A l’heure où l’Etat fête les cinquante ans de l’Ecole Nationale d’Administration et de Magistrature, n’est-ce pas le moment de jeter un regard critique sur cette école ?

Au début, c’était l’Ecole Camerounaise d’Administration, en abrégé, Eca. Fondée à la veille de l’indépendance pour doter l’administration camerounaise de cadres, elle était moins une copie indigène et tropicalisée de l’Ena de France, qu’une continuation de l’Ecole Coloniale, devenue, par la suite, Ecole Nationale de la France d’Outre-Mer, Enfom, dont les bâtiments se trouvent, jusqu’à nos jours, au fond du jardin du Luxembourg à Paris. L’esprit qui y régnait était celui des colons. On inculquait aux futurs administrateurs camerounais, dans cette école, un sentiment de supériorité. Il leur était enseigné qu’ils allaient appartenir au « commandement », que la société entière devait être à leurs genoux, en leur qualité d’« autorités », que les autres Camerounais étaient des individus dont il fallait contenir le « mauvais esprit ». De développement ? Il n’en était que vaguement question. Ce qui primait, c’était « l’autorité de l’Etat ». Un Etat légué par les colons à leurs continuateurs indigènes, avec pour mission première de « mâter » la population. Les diplômés de l’Eca, devenue par la suite Enam, ont été ainsi les principaux soutiens, pour ne pas dire acteurs, en leur qualité de préfets et de magistrats, de la dictature qui a été instaurée au Cameroun, entre 1960 et 1966, et qui s’est atténuée depuis le mois de décembre 1990. Entre temps, de l’Enam s’est détachée la formation du personnel diplomatique, avec la création de l’Institut des Relations Internationales du Cameroun, Iric, tandis qu’était incorporées d’autres formations, les douanes, les impôts, etc.

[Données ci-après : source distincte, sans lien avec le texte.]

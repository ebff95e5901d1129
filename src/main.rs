#![deny(clippy::all)]
#![warn(clippy::pedantic)]
#![warn(clippy::nursery)]
#![warn(clippy::cargo)]
#![warn(clippy::perf)]
#![warn(clippy::complexity)]
#![warn(clippy::style)]
#![allow(clippy::multiple_crate_versions)]
#![allow(clippy::cargo_common_metadata)]

use std::path::{Path, PathBuf};

use anyhow::Result;
use clap::Parser;
use tracing::info;

use gitv::DEFAULT_LIST_URL;
use groups::GroupRules;

pub mod gitv;
pub mod groups;
pub mod output;
pub mod playlist;
pub mod source;
pub mod util;

/// Directory whose `*.m3u` files are appended verbatim to both playlists.
const CUSTOM_DIR: &str = "custom";

const FULL_PLAYLIST_NAME: &str = "iptv_js_full";
const KID_PLAYLIST_NAME: &str = "iptv_js_kid";

/// Generates full and kid-safe M3U playlists from the Jiangsu Unicom IPTV channel listing
#[derive(Parser, Debug)]
#[command(version, about, long_about = None)]
struct Args {
    /// Channel listing JSON to use instead of the cached or remote one
    listing: Option<PathBuf>,
}

#[tokio::main]
async fn main() -> Result<()> {
    tracing_subscriber::fmt::init();
    dotenvy::dotenv().ok();

    let args = Args::parse();
    let list_url =
        std::env::var("IPTV_LIST_URL").unwrap_or_else(|_| DEFAULT_LIST_URL.to_string());

    let client = util::init_http_client();
    let working_dir = Path::new(".");

    let listing =
        source::load_channel_listing(&client, args.listing.as_deref(), working_dir, &list_url)
            .await?;
    let total = listing.data.len();
    info!("Loaded {total} channel records");

    let rules = GroupRules::default();
    let resolved = playlist::resolve_channels(&client, listing.data, &rules).await;
    info!("Resolved {} of {total} channels", resolved.len());

    let (mut full, mut kid) = playlist::assemble(&resolved, &rules);

    let custom = playlist::read_custom_fragments(&working_dir.join(CUSTOM_DIR))?;
    full.append_raw(&custom);
    kid.append_raw(&custom);

    output::write_playlist_files(working_dir, FULL_PLAYLIST_NAME, full.as_str())?;
    output::write_playlist_files(working_dir, KID_PLAYLIST_NAME, kid.as_str())?;

    info!("Done");
    Ok(())
}
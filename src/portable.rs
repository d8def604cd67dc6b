use crate::{Block, StateWords, IV};
use arrayref::array_refs;

// The message schedule. Each round reads the sixteen message words in the
// order given by its row. There are only ten distinct permutations; rounds
// 10 and 11 repeat rounds 0 and 1.
const SIGMA: [[u8; 16]; 12] = [
    [0, 1, 2, 3, 4, 5, 6, 7, 8, 9, 10, 11, 12, 13, 14, 15],
    [14, 10, 4, 8, 9, 15, 13, 6, 1, 12, 0, 2, 11, 7, 5, 3],
    [11, 8, 12, 0, 5, 2, 15, 13, 10, 14, 3, 6, 7, 1, 9, 4],
    [7, 9, 3, 1, 13, 12, 11, 14, 2, 6, 5, 10, 4, 0, 15, 8],
    [9, 0, 5, 7, 2, 4, 10, 15, 14, 1, 11, 12, 6, 8, 3, 13],
    [2, 12, 6, 10, 0, 11, 8, 3, 4, 13, 7, 5, 15, 14, 1, 9],
    [12, 5, 1, 15, 14, 13, 4, 10, 0, 7, 6, 3, 9, 2, 8, 11],
    [13, 11, 7, 14, 12, 1, 3, 9, 5, 0, 15, 4, 8, 6, 2, 10],
    [6, 15, 14, 9, 11, 3, 0, 8, 12, 2, 13, 7, 1, 4, 10, 5],
    [10, 2, 8, 4, 7, 6, 1, 5, 15, 11, 9, 14, 3, 12, 13, 0],
    [0, 1, 2, 3, 4, 5, 6, 7, 8, 9, 10, 11, 12, 13, 14, 15],
    [14, 10, 4, 8, 9, 15, 13, 6, 1, 12, 0, 2, 11, 7, 5, 3],
];

// G is the quarter-round mixing function, called eight times per round. A,
// B, C, and D index into the 16-word working vector, first down its four
// columns and then along its four diagonals. X and Y are the two message
// words this call consumes, selected by SIGMA. Additions wrap mod 2^64, and
// the rotation counts (32, 24, 16, 63) are fixed by the algorithm.
#[cfg_attr(not(feature = "uninline_portable"), inline(always))]
fn g(v: &mut [u64; 16], a: usize, b: usize, c: usize, d: usize, x: u64, y: u64) {
    v[a] = v[a].wrapping_add(v[b]).wrapping_add(x);
    v[d] = (v[d] ^ v[a]).rotate_right(32);
    v[c] = v[c].wrapping_add(v[d]);
    v[b] = (v[b] ^ v[c]).rotate_right(24);
    v[a] = v[a].wrapping_add(v[b]).wrapping_add(y);
    v[d] = (v[d] ^ v[a]).rotate_right(16);
    v[c] = v[c].wrapping_add(v[d]);
    v[b] = (v[b] ^ v[c]).rotate_right(63);
}

#[cfg_attr(not(feature = "uninline_portable"), inline(always))]
fn round(r: usize, m: &[u64; 16], v: &mut [u64; 16]) {
    let s = SIGMA[r];

    // Mix the columns.
    g(v, 0, 4, 8, 12, m[s[0] as usize], m[s[1] as usize]);
    g(v, 1, 5, 9, 13, m[s[2] as usize], m[s[3] as usize]);
    g(v, 2, 6, 10, 14, m[s[4] as usize], m[s[5] as usize]);
    g(v, 3, 7, 11, 15, m[s[6] as usize], m[s[7] as usize]);

    // Mix the diagonals.
    g(v, 0, 5, 10, 15, m[s[8] as usize], m[s[9] as usize]);
    g(v, 1, 6, 11, 12, m[s[10] as usize], m[s[11] as usize]);
    g(v, 2, 7, 8, 13, m[s[12] as usize], m[s[13] as usize]);
    g(v, 3, 4, 9, 14, m[s[14] as usize], m[s[15] as usize]);
}

// The compression function. `h` is the 8-word chaining state. `block` is
// BLOCKBYTES of input, zero-padded past the caller's data in the final call.
// `count` is the number of input bytes hashed so far, including this block
// but not its padding. `lastblock` is set only for the final call; it
// complements word 14 of the working vector before the rounds run.
pub fn compress(h: &mut StateWords, block: &Block, count: u128, lastblock: bool) {
    let flag: u64 = if lastblock { !0 } else { 0 };
    let mut v = [
        h[0],
        h[1],
        h[2],
        h[3],
        h[4],
        h[5],
        h[6],
        h[7],
        IV[0],
        IV[1],
        IV[2],
        IV[3],
        IV[4] ^ count as u64,
        IV[5] ^ (count >> 64) as u64,
        IV[6] ^ flag,
        IV[7],
    ];

    // The sixteen message words, little-endian regardless of the host.
    let refs = array_refs!(block, 8, 8, 8, 8, 8, 8, 8, 8, 8, 8, 8, 8, 8, 8, 8, 8);
    let m = [
        u64::from_le_bytes(*refs.0),
        u64::from_le_bytes(*refs.1),
        u64::from_le_bytes(*refs.2),
        u64::from_le_bytes(*refs.3),
        u64::from_le_bytes(*refs.4),
        u64::from_le_bytes(*refs.5),
        u64::from_le_bytes(*refs.6),
        u64::from_le_bytes(*refs.7),
        u64::from_le_bytes(*refs.8),
        u64::from_le_bytes(*refs.9),
        u64::from_le_bytes(*refs.10),
        u64::from_le_bytes(*refs.11),
        u64::from_le_bytes(*refs.12),
        u64::from_le_bytes(*refs.13),
        u64::from_le_bytes(*refs.14),
        u64::from_le_bytes(*refs.15),
    ];

    round(0, &m, &mut v);
    round(1, &m, &mut v);
    round(2, &m, &mut v);
    round(3, &m, &mut v);
    round(4, &m, &mut v);
    round(5, &m, &mut v);
    round(6, &m, &mut v);
    round(7, &m, &mut v);
    round(8, &m, &mut v);
    round(9, &m, &mut v);
    round(10, &m, &mut v);
    round(11, &m, &mut v);

    h[0] ^= v[0] ^ v[8];
    h[1] ^= v[1] ^ v[9];
    h[2] ^= v[2] ^ v[10];
    h[3] ^= v[3] ^ v[11];
    h[4] ^= v[4] ^ v[12];
    h[5] ^= v[5] ^ v[13];
    h[6] ^= v[6] ^ v[14];
    h[7] ^= v[7] ^ v[15];
}
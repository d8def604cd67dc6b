//! An implementation of BLAKE2b (RFC 7693) with the classic
//! init/update/finalize interface, a caller-chosen digest length of 1 to 64
//! bytes, and optional keying.
//!
//! The crate is `no_std`-compatible (disable the default `std` feature),
//! performs no heap allocation, and uses only the portable compression
//! function, so the same code runs on every target.
//!
//! # Example
//!
//! ```
//! let mut state = blake2b_portable::State::new(64)?;
//! state.update(b"ab");
//! state.update(b"c");
//! let digest = state.finalize();
//! assert_eq!(
//!     "ba80a53f981c4d0d6a2797b69f12f6e94c212f14685ac4b74b12bb6fdbffa2d1\
//!      7d87c5392aab792dc252d5de4533cc9518d38aa8dbf1925ab92386edd4009923",
//!     &digest.hex()[..],
//! );
//! # Ok::<(), blake2b_portable::Error>(())
//! ```

#![cfg_attr(not(feature = "std"), no_std)]

use arrayref::array_ref;
use arrayvec::ArrayString;
use byteorder::{ByteOrder, LittleEndian};
use core::cmp;
use core::fmt;

mod portable;


/// The number of bytes in a compression block, 128.
pub const BLOCKBYTES: usize = 128;
/// The maximum digest length, 64.
pub const OUTBYTES: usize = 64;
/// The maximum key length, 64.
pub const KEYBYTES: usize = 64;

const IV: [u64; 8] = [
    0x6A09E667F3BCC908,
    0xBB67AE8584CAA73B,
    0x3C6EF372FE94F82B,
    0xA54FF53A5F1D36F1,
    0x510E527FADE682D1,
    0x9B05688C2B3E6C1F,
    0x1F83D9ABFB41BD6B,
    0x5BE0CD19137E2179,
];

type StateWords = [u64; 8];
type Block = [u8; BLOCKBYTES];

/// Compute the unkeyed, full-length (64-byte) BLAKE2b hash of `input`.
pub fn blake2b(input: &[u8]) -> Digest {
    let mut state = State::init(OUTBYTES as u8, &[]);
    state.update(input);
    state.finalize()
}

/// Hash `input` in one shot, with a caller-chosen digest length and an
/// optional key. An empty key means unkeyed hashing. Fails only on the
/// parameter checks of [`State::with_key`].
pub fn hash(outlen: usize, key: &[u8], input: &[u8]) -> Result<Digest, Error> {
    let mut state = State::with_key(outlen, key)?;
    state.update(input);
    Ok(state.finalize())
}

/// The error returned when hashing parameters are rejected.
#[derive(Clone, Copy, Debug, PartialEq, Eq)]
pub enum Error {
    /// The requested digest length was outside `1..=OUTBYTES`, or a key was
    /// longer than `KEYBYTES`.
    InvalidParameter,
}

impl fmt::Display for Error {
    fn fmt(&self, f: &mut fmt::Formatter) -> fmt::Result {
        match self {
            Error::InvalidParameter => write!(f, "invalid digest or key length"),
        }
    }
}

#[cfg(feature = "std")]
impl std::error::Error for Error {}

/// An incremental BLAKE2b hashing context.
///
/// A `State` absorbs any number of `update` calls and is consumed by
/// `finalize`. Hashing another message starts from a fresh `State`; there is
/// no reset.
#[derive(Clone)]
pub struct State {
    h: StateWords,
    buf: Block,
    buflen: usize,
    count: u128,
    outlen: u8,
}

impl State {
    /// Create an unkeyed state producing an `outlen`-byte digest.
    ///
    /// The digest length is associated data: the same input hashed at two
    /// different lengths gives unrelated digests, not truncations of one
    /// another. `outlen` must be in `1..=OUTBYTES`.
    pub fn new(outlen: usize) -> Result<Self, Error> {
        Self::with_key(outlen, &[])
    }

    /// Create a keyed state, making BLAKE2b act as a MAC. The key may be up
    /// to `KEYBYTES` long, and an empty key is equivalent to no key at all.
    pub fn with_key(outlen: usize, key: &[u8]) -> Result<Self, Error> {
        if outlen == 0 || outlen > OUTBYTES || key.len() > KEYBYTES {
            return Err(Error::InvalidParameter);
        }
        Ok(Self::init(outlen as u8, key))
    }

    // Callers have already range-checked `outlen` and `key`.
    fn init(outlen: u8, key: &[u8]) -> Self {
        let mut h = IV;
        // The parameter block, folded into the first word: digest length,
        // key length, fanout = 1, max depth = 1. Sequential hashing with no
        // salt or personalization leaves every other word zero.
        h[0] ^= outlen as u64;
        h[0] ^= (key.len() as u64) << 8;
        h[0] ^= 1 << 16;
        h[0] ^= 1 << 24;
        let mut state = Self {
            h,
            buf: [0; BLOCKBYTES],
            buflen: 0,
            count: 0,
            outlen,
        };
        if !key.is_empty() {
            // The key is absorbed as a full zero-padded block prepended to
            // the message. It stays buffered here; whether it is compressed
            // as a non-final or final block depends on what follows.
            let mut block = [0; BLOCKBYTES];
            block[..key.len()].copy_from_slice(key);
            state.update(&block);
        }
        state
    }

    fn fill_buf(&mut self, input: &mut &[u8]) {
        let take = cmp::min(BLOCKBYTES - self.buflen, input.len());
        self.buf[self.buflen..self.buflen + take].copy_from_slice(&input[..take]);
        self.buflen += take;
        self.count += take as u128;
        *input = &input[take..];
    }

    /// Absorb more input. Equivalent input gives an equivalent digest no
    /// matter how it is split across `update` calls.
    pub fn update(&mut self, mut input: &[u8]) {
        // Top up a partial buffer first. Compress it only if more input
        // follows; a full buffer with nothing behind it might be the
        // message's last block, which belongs to finalize.
        if self.buflen > 0 {
            self.fill_buf(&mut input);
            if !input.is_empty() {
                portable::compress(&mut self.h, &self.buf, self.count, false);
                self.buflen = 0;
            }
        }
        // Compress whole blocks straight out of the input, as long as at
        // least one byte remains behind them. The strict `>` keeps the
        // final block out of this loop even when the input length is a
        // multiple of BLOCKBYTES.
        while input.len() > BLOCKBYTES {
            self.count += BLOCKBYTES as u128;
            let block = array_ref!(input, 0, BLOCKBYTES);
            portable::compress(&mut self.h, block, self.count, false);
            input = &input[BLOCKBYTES..];
        }
        // Buffer the tail, to be compressed or finalized later.
        self.fill_buf(&mut input);
    }

    /// The total number of input bytes absorbed so far, as the 128-bit
    /// quantity the compression function sees. For a keyed state this
    /// includes the 128-byte key block.
    pub fn count(&self) -> u128 {
        self.count
    }

    /// The digest length this state was initialized with.
    pub fn outlen(&self) -> usize {
        self.outlen as usize
    }

    /// Finish hashing and return the digest, consuming the state.
    pub fn finalize(mut self) -> Digest {
        for i in self.buflen..BLOCKBYTES {
            self.buf[i] = 0;
        }
        portable::compress(&mut self.h, &self.buf, self.count, true);
        let mut digest = Digest {
            bytes: [0; OUTBYTES],
            len: self.outlen,
        };
        LittleEndian::write_u64_into(&self.h, &mut digest.bytes);
        digest
    }
}

#[cfg(feature = "std")]
impl std::io::Write for State {
    fn write(&mut self, buf: &[u8]) -> std::io::Result<usize> {
        self.update(buf);
        Ok(buf.len())
    }

    fn flush(&mut self) -> std::io::Result<()> {
        Ok(())
    }
}

/// A finalized BLAKE2b hash, between 1 and `OUTBYTES` bytes long.
///
/// `Digest` supports constant-time equality checks, for cases where a keyed
/// BLAKE2b is being used as a MAC.
#[derive(Clone)]
pub struct Digest {
    bytes: [u8; OUTBYTES],
    len: u8,
}

impl Digest {
    /// The digest bytes, truncated to the length the state was initialized
    /// with.
    pub fn bytes(&self) -> &[u8] {
        &self.bytes[..self.len as usize]
    }

    /// Render the digest as lowercase hexadecimal, without allocating.
    pub fn hex(&self) -> ArrayString<[u8; 2 * OUTBYTES]> {
        let mut s = ArrayString::new();
        let table = b"0123456789abcdef";
        for &b in self.bytes() {
            s.push(table[(b >> 4) as usize] as char);
            s.push(table[(b & 0xf) as usize] as char);
        }
        s
    }
}

/// This implementation is constant time, if the two digests are the same
/// length.
impl PartialEq for Digest {
    fn eq(&self, other: &Digest) -> bool {
        constant_time_eq::constant_time_eq(self.bytes(), other.bytes())
    }
}

impl Eq for Digest {}

impl AsRef<[u8]> for Digest {
    fn as_ref(&self) -> &[u8] {
        self.bytes()
    }
}

impl fmt::Debug for Digest {
    fn fmt(&self, f: &mut fmt::Formatter) -> fmt::Result {
        write!(f, "Digest({})", self.hex())
    }
}
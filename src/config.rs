//! Configuration loading from TOML with environment variable resolution.
//!
//! Reads `config.toml` and deserializes into strongly-typed structs.
//! Secrets and chain identifiers (signing key, recipient, pool id,
//! token mints) are referenced by env-var name in the config and
//! resolved at runtime via `std::env::var`. All five are mandatory:
//! a missing one aborts startup before any storage side effect.

use anyhow::{Context, Result};
use secrecy::SecretString;
use serde::Deserialize;
use std::fs;

use crate::types::AgentError;

/// Top-level application configuration.
#[derive(Debug, Deserialize, Clone)]
pub struct AppConfig {
    pub agent: AgentConfig,
    pub rpc: RpcConfig,
    pub wallet: WalletConfig,
    pub transfer: TransferConfig,
    pub dex: DexConfig,
}

#[derive(Debug, Deserialize, Clone)]
pub struct AgentConfig {
    pub name: String,
    /// Fixed sleep between executor passes, in seconds.
    pub poll_interval_secs: u64,
    #[serde(default = "default_db_path")]
    pub db_path: String,
    /// Seed the two example tasks (one transfer, one empty dex trade)
    /// on every process start.
    #[serde(default = "default_true")]
    pub seed_example_tasks: bool,
}

#[derive(Debug, Deserialize, Clone)]
pub struct RpcConfig {
    pub url: String,
    #[serde(default = "default_commitment")]
    pub commitment: String,
    /// How long to poll for transaction confirmation before giving up.
    #[serde(default = "default_confirm_timeout")]
    pub confirm_timeout_secs: u64,
}

#[derive(Debug, Deserialize, Clone)]
pub struct WalletConfig {
    /// Env var holding the comma-separated 64-byte secret key.
    pub private_key_env: String,
}

#[derive(Debug, Deserialize, Clone)]
pub struct TransferConfig {
    /// Env var holding the recipient address for the seeded transfer.
    pub recipient_env: String,
    #[serde(default = "default_transfer_amount")]
    pub amount_sol: f64,
}

#[derive(Debug, Deserialize, Clone)]
pub struct DexConfig {
    pub pool_id_env: String,
    pub base_mint_env: String,
    pub quote_mint_env: String,
}

fn default_db_path() -> String {
    "agent.db".to_string()
}

fn default_true() -> bool {
    true
}

fn default_commitment() -> String {
    "confirmed".to_string()
}

fn default_confirm_timeout() -> u64 {
    60
}

fn default_transfer_amount() -> f64 {
    0.01
}

impl AppConfig {
    /// Load configuration from a TOML file.
    pub fn load(path: &str) -> Result<Self> {
        let contents = fs::read_to_string(path)
            .with_context(|| format!("Failed to read config file: {path}"))?;
        let config: AppConfig = toml::from_str(&contents)
            .with_context(|| format!("Failed to parse config file: {path}"))?;
        Ok(config)
    }

    /// Resolve an environment variable name to its value.
    pub fn resolve_env(env_name: &str) -> Result<String, AgentError> {
        std::env::var(env_name).map_err(|_| AgentError::ConfigMissing(env_name.to_string()))
    }
}

/// The env-resolved mandatory values. Constructed once at startup;
/// a single missing variable fails the whole set.
#[derive(Debug, Clone)]
pub struct Secrets {
    pub private_key: SecretString,
    pub recipient: String,
    pub pool_id: String,
    pub base_mint: String,
    pub quote_mint: String,
}

impl Secrets {
    pub fn from_env(cfg: &AppConfig) -> Result<Self, AgentError> {
        Ok(Self {
            private_key: SecretString::new(AppConfig::resolve_env(&cfg.wallet.private_key_env)?),
            recipient: AppConfig::resolve_env(&cfg.transfer.recipient_env)?,
            pool_id: AppConfig::resolve_env(&cfg.dex.pool_id_env)?,
            base_mint: AppConfig::resolve_env(&cfg.dex.base_mint_env)?,
            quote_mint: AppConfig::resolve_env(&cfg.dex.quote_mint_env)?,
        })
    }
}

1-La qualité : un manquement dès le départ

 On peut, en imitation à un écrivain français, dire que, dès le départ, « l’Enam était mal partie ». D’abord, au niveau du recrutement. Les premières promotions de l’Enam, alors qu’elle s’appelait encore Eca, étaient constituées de ce qui représentait, certes, la crème de la société coloniale, côté des indigènes, mais de personnages au cursus universitaire des plus sommaires. On y retrouvait, pêle-mêle, des « moniteurs indigènes », c’est-à-dire des maîtres d’écoles indigènes, des «conducteurs agricoles indigènes », des brigadiers de police indigènes, des aides soignants indigènes, des préposés des PTT, des greffiers indigènes, etc. Pour tout dire, rien de bien fameux sur le plan de la formation intellectuelle. Ce sont ces personnes qui sont devenues, à la fin de leurs formations, des préfets, des Inspecteurs Fédéraux d’Administration (gouverneurs), des chefs de services, des directeurs, des directeurs de cabinets puis des secrétaires généraux de ministères, des conseillers à la présidence, des ministres, des ambassadeurs, etc.
     Ensuite, au niveau de la formation. Après une ou deux années passées localement, les élèves de l’Eca, puis Enam, étaient, au départ, envoyés en complément de formation en France. Pour les administrateurs civils, l’établissement d’accueil a d’abord été l’Ecole Nationale de la France d’Outre-Mer, Enfom, puis, l’Institut International d’Administration Publique de Paris. En ces lieux, ils n’étaient nullement mêlés aux Français, qui eux étaient formés ailleurs, notamment à l’Ena. Leurs camarades étaient d’autres africains issus, comme eux, des écoles d’administration de leurs pays respectifs. Seuls les enseignants étaient des Français. En clair, ils allaient achever leurs formations en France, mais, dans une école pour Africains, sans avoir pour camarades de classes des Français. Enfin, ils étaient affectés dans des préfectures à travers le territoire français, et rédigeaient un mémoire de fin de formation, à qui il était généralement attribuée une bonne note, les Français se dépêchant de les faire retourner dans leurs pays d’origine - un peu pour s’en débarrasser - étant entendu qu’ils n’étaient ni préparés ni destinés à exercer leur métier en France.
 Plus tard, le séjour en France a été supprimé. Actuellement, tout le cursus se déroule au Cameroun.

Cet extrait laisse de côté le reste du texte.